Quantum Walk (no ancilla) Quantum walks are the quantum equivalent to classical random walks. In this no ancilla version, no ancilla qubits are used during its realization.
Quantum Walk (v-chain) Similar to the algorithm above with the difference, that the ancillary mode is a v-chain in this algorithm.
Random Circuit This benchmark represents a random circuit which is twice as deep as wide. It considers random quantum gates with up to four qubits.
Routing This problem is similar to the travelling salesman problem with the difference, that more than one vehicle may be used to travel between those to be visited points, such that each point is visited at least once. The source code for the algorithmic level originates from this page.
Shor's This algorithm is one of the most famous quantum algorithms and used to find prime factors of integers. Here, we provide quantum algorithms solving this problem for the integers 9, 15, and 821. The filename, e.g., shor_821_4_t-indep_42.qasm includes also the to be factorized number (821) and the period used, namely 4.
Travelling Salesman The travelling salesman problem is a very prominent optimization problem of calculation the shortest path of a number of to be visited points. Here, this is formulated as a quadratic problem and solved using VQE with a TwoLocal ansatz. The source code for the algorithmic level originates from this page.
Variational Quantum Eigensolver (VQE) VQE is also one of the most famous algorithm from the class of variational quantum algorithms. It is a parameterizable quantum algorithms with different possible choices of an ansatz function. Here, a TwoLocal ansatz is chosen and applied to the same max-cut problem instance as in QAOA.

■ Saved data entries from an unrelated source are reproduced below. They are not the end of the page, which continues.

//! Scheduler configuration parsing.

use crate::nodes::{get_all_string_args, get_first_string_arg, get_positive_arg};
use crate::{ConfigError, ConfigResult};
use cadence_core::priority::{FailurePolicy, RankingCriterion};
use kdl::{KdlDocument, KdlNode};
use serde::{Deserialize, Serialize};

/// Default bound on concurrent metadata queries per signal.
pub const DEFAULT_MAX_CONCURRENT_QUERIES: usize = 16;

/// Settings for the task prioritizer.
#[derive(Debug, Clone, PartialEq, Eq, Serialize, Deserialize)]
pub struct SchedulerConfig {
    /// Upper bound on in-flight store queries for each history signal.
    pub max_concurrent_queries: usize,
    /// Ranking criteria in precedence order.
    pub criteria: Vec<RankingCriterion>,
}

impl Default for SchedulerConfig {
    fn default() -> Self {
        Self {
            max_concurrent_queries: DEFAULT_MAX_CONCURRENT_QUERIES,
            criteria: RankingCriterion::defaults(),
        }
    }
}

/// Parse a standalone scheduler configuration from KDL text.
///
/// The text may either contain a `scheduler { ... }` node or the scheduler
/// settings at the top level.
pub fn parse_scheduler_config(kdl: &str) -> ConfigResult<SchedulerConfig> {
    let doc: KdlDocument = kdl.parse()?;

    match doc.get("scheduler") {
        Some(node) => parse_scheduler_node(node),
        None => parse_scheduler_children(Some(&doc)),
    }
}

pub(crate) fn parse_scheduler_node(node: &KdlNode) -> ConfigResult<SchedulerConfig> {
    parse_scheduler_children(node.children())
}

fn parse_scheduler_children(children: Option<&KdlDocument>) -> ConfigResult<SchedulerConfig> {
    let mut config = SchedulerConfig::default();
    let Some(children) = children else {
        return Ok(config);
    };

    let mut criteria_names: Option<Vec<String>> = None;
    let mut policy = FailurePolicy::Expedite;

    for child in children.nodes() {
        match child.name().value() {
            "max-concurrent-queries" => {
                let value = get_positive_arg(child, "max-concurrent-queries")?;
                config.max_concurrent_queries =
                    usize::try_from(value).map_err(|_| ConfigError::InvalidValue {
                        field: "max-concurrent-queries".to_string(),
                        message: format!("{} is too large", value),
                    })?;
            }
            "criteria" => {
                let names = get_all_string_args(child);
                if names.is_empty() {
                    return Err(ConfigError::InvalidValue {
                        field: "criteria".to_string(),
                        message: "at least one criterion is required".to_string(),
                    });
                }
                criteria_names = Some(names);
            }
            "similar-failing" => {
                let name = get_first_string_arg(child).ok_or_else(|| {
                    ConfigError::MissingField("similar-failing policy".to_string())
                })?;
                policy = name.parse().map_err(|e: cadence_core::Error| {
                    ConfigError::InvalidValue {
                        field: "similar-failing".to_string(),
                        message: e.to_string(),
                    }
                })?;
            }
            _ => {} // Ignore unknown nodes
        }
    }

    match criteria_names {
        Some(names) => config.criteria = parse_criteria(&names, policy)?,
        None => {
            // Keep the default precedence but honour the configured policy
            for criterion in &mut config.criteria {
                if let RankingCriterion::SimilarFailing(p) = criterion {
                    *p = policy;
                }
            }
        }
    }

    Ok(config)
}

fn parse_criteria(names: &[String], policy: FailurePolicy) -> ConfigResult<Vec<RankingCriterion>> {
    let mut criteria = Vec::with_capacity(names.len());
    for name in names {
        let criterion =
            RankingCriterion::parse(name, policy).map_err(|e| ConfigError::InvalidValue {
                field: "criteria".to_string(),
                message: e.to_string(),
            })?;
        if criteria.contains(&criterion) {
            return Err(ConfigError::Duplicate(format!("ranking criterion '{}'", name)));
        }
        criteria.push(criterion);
    }
    Ok(criteria)
}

Efficient SU2 ansatz with Random Parameters VQE ansatz with randomly initialized values. Detailed information can be found on this page.
Real Amplitudes ansatz with Random Parameters VQE ansatz with randomly initialized values. Detailed information can be found on this page.
Two Local ansatz with random parameters VQE ansatz with randomly initialized values. Detailed information can be found on this page.
W-State The W state is an entangled quantum state with a certain type of entanglement.